Lula ressaltou que o Brasil tem a segunda maior reserva conhecida de terras raras no mundo e que apenas cerca de 30% do território foi mapeado em termos de potencial mineral. Com base nesses números, defendeu que o país não repita o padrão histórico aplicado ao minério de ferro — extração e exportação sem agregação de valor — e condicionou o ingresso de capitais estrangeiros à realização de pesquisa, prospecção e industrialização em solo nacional.

A mensagem do Palácio aponta para duas prioridades: proteger a “soberania” sobre recursos estratégicos e usar a exploração para promover indústria e renda interna. Na prática, isso significa combinar política industrial, restrições operacionais e incentivos à cadeia produtiva doméstica. A proposta de criar um fundo social com receitas da exploração remete a modelos já discutidos para o petróleo e busca traduzir ganhos minerais em benefícios distribuídos à população.

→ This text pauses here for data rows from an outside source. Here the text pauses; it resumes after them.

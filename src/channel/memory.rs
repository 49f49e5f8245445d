use parking_lot::Mutex;
use std::sync::Arc;
use std::sync::atomic::{AtomicBool, Ordering};
use tokio::sync::mpsc;
use tracing::debug;

use super::{ChannelEvent, EventChannel, Listener, ListenerRegistry, Subscription};
use crate::protocol::{ClientEvent, ServerEvent};

/// In-process channel.
///
/// Commands emitted while connected are recorded and, once `take_outgoing` has
/// been called, forwarded to the returned receiver. Commands emitted while
/// disconnected are queued and flushed on the next `connect`. Server events and
/// transport failures are injected with `deliver`, `fail` and `drop_connection`.
#[derive(Default)]
pub struct MemoryChannel {
    registry: Arc<ListenerRegistry>,
    connected: AtomicBool,
    queued: Mutex<Vec<ClientEvent>>,
    sent: Mutex<Vec<ClientEvent>>,
    forward: Mutex<Option<mpsc::UnboundedSender<ClientEvent>>>,
}

impl MemoryChannel {
    pub fn new() -> Arc<Self> {
        Arc::new(Self::default())
    }

    /// Receive every command sent from now on
    pub fn take_outgoing(&self) -> mpsc::UnboundedReceiver<ClientEvent> {
        let (tx, rx) = mpsc::unbounded_channel();
        *self.forward.lock() = Some(tx);
        rx
    }

    /// Commands sent so far, oldest first
    pub fn take_sent(&self) -> Vec<ClientEvent> {
        std::mem::take(&mut *self.sent.lock())
    }

    /// Push a server event to subscribers
    pub fn deliver(&self, event: ServerEvent) {
        self.registry.dispatch(&ChannelEvent::Server(event));
    }

    /// Simulate a transport error
    pub fn fail<S: Into<String>>(&self, message: S) {
        self.connected.store(false, Ordering::SeqCst);
        self.registry.dispatch(&ChannelEvent::ConnectError(message.into()));
    }

    /// Simulate the connection dropping
    pub fn drop_connection(&self) {
        if self.connected.swap(false, Ordering::SeqCst) {
            self.registry.dispatch(&ChannelEvent::Disconnected);
        }
    }

    pub fn subscriber_count(&self) -> usize {
        self.registry.len()
    }

    fn send_now(&self, event: ClientEvent) {
        debug!("Memory channel sending {:?}", event);
        if let Some(tx) = self.forward.lock().as_ref() {
            let _ = tx.send(event.clone());
        }
        self.sent.lock().push(event);
    }
}

impl EventChannel for MemoryChannel {
    fn connect(&self) {
        if self.connected.swap(true, Ordering::SeqCst) {
            return;
        }
        // Listeners may emit from the Connected callback, so flush first
        let queued = std::mem::take(&mut *self.queued.lock());
        for event in queued {
            self.send_now(event);
        }
        self.registry.dispatch(&ChannelEvent::Connected);
    }

    fn disconnect(&self) {
        self.drop_connection();
    }

    fn is_connected(&self) -> bool {
        self.connected.load(Ordering::SeqCst)
    }

    fn emit(&self, event: ClientEvent) {
        if self.is_connected() {
            self.send_now(event);
        } else {
            self.queued.lock().push(event);
        }
    }

    fn subscribe(&self, listener: Listener) -> Subscription {
        self.registry.subscribe(listener)
    }
}

#[cfg(test)]
mod tests {
    use super::*;

    #[test]
    fn test_emits_are_queued_until_connected() {
        let channel = MemoryChannel::new();
        channel.emit(ClientEvent::RenderStart { id: "p".into() });
        assert!(channel.take_sent().is_empty());

        channel.connect();
        channel.emit(ClientEvent::RenderCancel { id: "p".into() });

        assert_eq!(
            channel.take_sent(),
            vec![
                ClientEvent::RenderStart { id: "p".into() },
                ClientEvent::RenderCancel { id: "p".into() },
            ]
        );
    }

    #[tokio::test]
    async fn test_forwarding_and_events() {
        let channel = MemoryChannel::new();
        let mut outgoing = channel.take_outgoing();
        let seen = Arc::new(Mutex::new(Vec::new()));
        let sink = seen.clone();
        let _sub = channel.subscribe(Arc::new(move |event: &ChannelEvent| sink.lock().push(event.clone())));

        channel.connect();
        channel.emit(ClientEvent::Join { id: "p".into() });
        assert_eq!(outgoing.recv().await, Some(ClientEvent::Join { id: "p".into() }));

        channel.deliver(ServerEvent::RenderCancelled { id: "p".into() });
        channel.drop_connection();
        channel.drop_connection();
        channel.fail("connection refused");

        assert_eq!(
            *seen.lock(),
            vec![
                ChannelEvent::Connected,
                ChannelEvent::Server(ServerEvent::RenderCancelled { id: "p".into() }),
                ChannelEvent::Disconnected,
                ChannelEvent::ConnectError("connection refused".into()),
            ]
        );
        assert!(!channel.is_connected());
    }
}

O tom igualmente pragmático e cauteloso do presidente inclui abertura a investidores estrangeiros — americanos, chineses, europeus e outros — desde que aceitem as condições brasileiras. Essa postura tenta equilibrar atração de tecnologia e capital com garantias de controle nacional. Mas também acende alerta: exigências rígidas podem atrapalhar negócios, aumentar custo de atração de investimento e provocar atrito diplomático com potências interessadas, sobretudo num contexto de competição por cadeias de semicondutores e tecnologias verdes.

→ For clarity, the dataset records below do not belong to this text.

//! HTTP request handlers

use axum::{
    Json,
    extract::{Path, State},
    http::StatusCode,
    response::{IntoResponse, Response},
};
use serde::{Deserialize, Serialize};
use std::sync::Arc;
use tracing::{info, warn};

use crate::error::RenderError;
use crate::executor::RenderExecutor;
use crate::reconcile::{CompletionStatus, check_completed};

/// HTTP error type, rendered as `{error, detail?}`
#[derive(Debug)]
pub enum HttpError {
    NotFound(String),
    Conflict(String),
    BadGateway(String),
    RenderFailed { error: String, detail: Option<String> },
}

#[derive(Debug, Serialize, Deserialize)]
pub struct ErrorBody {
    pub error: String,
    #[serde(default, skip_serializing_if = "Option::is_none")]
    pub detail: Option<String>,
}

impl IntoResponse for HttpError {
    fn into_response(self) -> Response {
        let (status, error, detail) = match self {
            HttpError::NotFound(msg) => (StatusCode::NOT_FOUND, msg, None),
            HttpError::Conflict(msg) => (StatusCode::CONFLICT, msg, None),
            HttpError::BadGateway(msg) => (StatusCode::BAD_GATEWAY, msg, None),
            HttpError::RenderFailed { error, detail } => {
                (StatusCode::INTERNAL_SERVER_ERROR, error, detail)
            }
        };

        (status, Json(ErrorBody { error, detail })).into_response()
    }
}

impl From<RenderError> for HttpError {
    fn from(err: RenderError) -> Self {
        match err {
            RenderError::ProjectNotFound(_) => HttpError::NotFound(err.to_string()),
            RenderError::AlreadyRendering(_) => HttpError::Conflict(err.to_string()),
            RenderError::Download(_) => HttpError::BadGateway(err.to_string()),
            _ => HttpError::RenderFailed {
                detail: err.detail().map(str::to_string),
                error: err.to_string(),
            },
        }
    }
}

#[derive(Debug, Serialize, Deserialize)]
pub struct RenderRequest {
    pub id: String,
}

#[derive(Debug, Serialize, Deserialize)]
pub struct RenderResponse {
    pub video: String,
}

/// Health check endpoint
pub async fn health_check() -> &'static str {
    "OK"
}

/// Version endpoint
pub async fn version_check() -> &'static str {
    concat!("lyric-render v", env!("CARGO_PKG_VERSION"))
}

/// `GET /complete/{id}`
pub async fn completion_check(
    State(executor): State<Arc<RenderExecutor>>,
    Path(id): Path<String>,
) -> Result<Json<CompletionStatus>, HttpError> {
    let status = check_completed(executor.store().as_ref(), &id).await?;
    Ok(Json(status))
}

/// `POST /render-video`: the whole pipeline within one request
pub async fn render_video(
    State(executor): State<Arc<RenderExecutor>>,
    Json(request): Json<RenderRequest>,
) -> Result<Json<RenderResponse>, HttpError> {
    info!("Synchronous render requested for {}", request.id);

    match executor.render_now(&request.id).await {
        Ok(output) => Ok(Json(RenderResponse {
            video: output.media_ref,
        })),
        Err(e) => {
            warn!("Synchronous render for {} failed: {}", request.id, e);
            Err(e.into())
        }
    }
}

Ao colocar o tema sob a rubrica da segurança nacional, o governo amplia o escopo institucional do debate e complica a narrativa tradicional de liberalização de exportações. A decisão tende a acelerar investimentos em mapeamento e pesquisa, mas impõe um nó prático: transformar mineral em indústria exige infraestrutura, tecnologia e prazos longos. A gestão dessa transição será o teste para a promessa de transformar recursos estratégicos em desenvolvimento, sem sacrificar atração de capital nem gerar ruído geopolítico desnecessário.